If you combine those thoughts with the comments by Dr. M. Ferrari (posted by michaelg), it would make sense because “During the muscle contraction phase, blood flow (and so the oxygen carrying) to the single fiber, especially the most profound ones, lessens because of the increased pressure within the working muscles.”
So why would you pedal at a higher cadence, if it recruits the very same muscle fiber type, but limits the oxygen and nutrient delivery to some extend?
Cadence at “high” velocity
- at high velocity, great power output is required, e.g 300W
- if you would divide the power output by the low cadence of e.g 60, you would get 5.0W/cadence
- if you would divide the power output by the high cadence of e.g 90, you would get 3.34W/cadence
- let’s say FT fibre recruitment of this individual starts at 3.0W/cadence
to spare glycogen at high velocity, one would have to use a greater amount of oxidative ST fibres. Since the treshold of FT fibre recruitment occurs at 3.0W/cadence (overlap as from ST → FTa → FTb), this individual would actually be more efficient to ride at a cadence of 90 due to the percentagewise greater recruitment of ST fibres. Even known the decreased recovery time eliminates the benefits of Dr. M. Ferrari’s theory, the ST fibre recruitment would probably outweigh those advantages.
Can you guys here what I’m trying to say? Would that make sense and be a possibility?
“I think for RAAM type efforts they’re sort of ‘super economizing’ by minimizing both cadence and pedalling force.”
yep. i think we agree.
“Can you guys here what I’m trying to say?”
yes, but you’re choosing the most convoluted, tortured way of saying it. pretty much everybody here agrees, including ferrari, that faster cadences are better at higher workloads. but his listed reason, and my reason, for the efficacy of pedaling at a faster cadence, are different.
the main issue is muscle fiber recruitment. ferrari’s theory that the rate of venous return changes when cadence changes may or may not be true. but everyone agrees that it’s better to pedal faster as the workload increases.

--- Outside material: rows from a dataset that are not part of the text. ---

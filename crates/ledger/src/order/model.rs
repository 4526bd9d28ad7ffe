use chrono::{DateTime, Utc};
use common::{ActorId, ItemId, OrderId};
use doc_store::Document;
use serde::{Deserialize, Serialize};

use super::OrderStatus;
use crate::cart::CartLine;
use crate::error::{LedgerError, Result};
use crate::money::Money;
use crate::normalize;
use crate::pipeline::Pipeline;
use crate::stock::Restock;

/// One product on an order, with the price captured at checkout.
#[derive(Debug, Clone, PartialEq, Eq, Serialize, Deserialize)]
pub struct OrderLine {
    pub catalog_item_id: ItemId,
    pub name: String,
    #[serde(deserialize_with = "normalize::quantity")]
    pub quantity: u32,
    #[serde(rename = "unit_price_cents")]
    pub unit_price: Money,
}

impl OrderLine {
    /// Returns quantity × unit price.
    pub fn total(&self) -> Result<Money> {
        self.unit_price.multiply(self.quantity)
    }

    pub(crate) fn restock(&self) -> Restock<'_> {
        Restock {
            item_id: &self.catalog_item_id,
            name: &self.name,
            unit_price: self.unit_price,
            quantity: self.quantity,
        }
    }
}

impl From<&CartLine> for OrderLine {
    fn from(line: &CartLine) -> Self {
        Self {
            catalog_item_id: line.catalog_item_id.clone(),
            name: line.name.clone(),
            quantity: line.quantity,
            unit_price: line.unit_price,
        }
    }
}

/// A completed checkout.
///
/// Only `status` and the settlement fields change after creation, and only
/// by copying the order into the partition of its new state.
#[derive(Debug, Clone, PartialEq, Eq, Serialize, Deserialize)]
pub struct Order {
    pub id: OrderId,
    pub pipeline: Pipeline,
    pub buyer_id: ActorId,
    pub line_items: Vec<OrderLine>,
    #[serde(rename = "total_amount_cents")]
    pub total_amount: Money,
    pub status: OrderStatus,
    pub created_at: DateTime<Utc>,
    #[serde(default, skip_serializing_if = "Option::is_none")]
    pub confirmed_at: Option<DateTime<Utc>>,
    #[serde(default, skip_serializing_if = "Option::is_none")]
    pub cancelled_at: Option<DateTime<Utc>>,
    /// Buyer display name, resolved when the order is confirmed.
    #[serde(default, skip_serializing_if = "Option::is_none")]
    pub buyer_name: Option<String>,
    #[serde(default, skip_serializing_if = "Option::is_none")]
    pub buyer_address: Option<String>,
}

impl Order {
    /// Builds a pending order from cart lines.
    ///
    /// Fails with `InvalidInput` if the order total does not fit in an amount.
    pub fn pending(pipeline: Pipeline, buyer_id: ActorId, lines: &[CartLine]) -> Result<Self> {
        let line_items: Vec<OrderLine> = lines.iter().map(OrderLine::from).collect();
        let total_amount = Money::try_sum(
            line_items
                .iter()
                .map(OrderLine::total)
                .collect::<Result<Vec<_>>>()?,
        )?;
        Ok(Self {
            id: OrderId::new(),
            pipeline,
            buyer_id,
            total_amount,
            line_items,
            status: OrderStatus::Pending,
            created_at: Utc::now(),
            confirmed_at: None,
            cancelled_at: None,
            buyer_name: None,
            buyer_address: None,
        })
    }

    /// Total units across all lines.
    pub fn total_units(&self) -> u64 {
        self.line_items.iter().map(|l| u64::from(l.quantity)).sum()
    }

    pub(crate) fn from_document(document: &Document) -> Result<Self> {
        serde_json::from_value(document.body.clone()).map_err(|e| LedgerError::InvalidDocument {
            key: document.key.clone(),
            reason: e.to_string(),
        })
    }
}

I actually participated in a study this fall at the local university testing oxygen utilization / power output / heart rate / rate of perceived exertion at different pedalling cadences. Your post reminded me that I haven’t seen the results yet, so I just emailed the grad student and will post when she replies. The test took place over 4 sessions (actually 5, but the first was simply a VO2 max test, weight, body fat etc - not sure how she used these variables in the test though) Each session was completed entirely at a given cadence (60, 80, 100, and finally 120) on separate days. (well rested) The protocol was to warm up for 10 minutes, and then ride at the given cadence (for that particular test) for 4 minutes at 100 watts, 200 watts, 300 watts, and then finally 360 watts. (There was a 2 min easy spin rest between after the 200 watt, and 300 watt intervals) I knew going into the test that I spin fairly high cadence, about 97-103 for a 40k time trial, and during the testing, I found the 100 rpm, and 120 rpm tests fairly easy, the 80 rpm test was very tough, and the 60 rpm test was an absolutely agonizing affair.
I will post her results and conclusions (with her permission) after she sends them to me.
The “muscle pump” is a myth.
Why do you say that? It’s well known that long periods of inactivity causes venous stasis and increased risk of thrombosis.
This has been a great discussion, but I’m still not sure why HR is not a good measure of optimal cadence. For a high exertion, I know that low cadence/high gear/increased fast-twitch fiber pedalling is not the way to go. It also seems like it would lead to a higher HR than spinning more aerobically at 90-100rpm. Wouldn’t there be an optimal cadence for a given power output where you have balance between biomechnical efficienct (lower rpm) and physiological efficiency (higher rpm, more slow-twitch fiber recruitment, etc.), and wouldn’t that be reflected by the HR?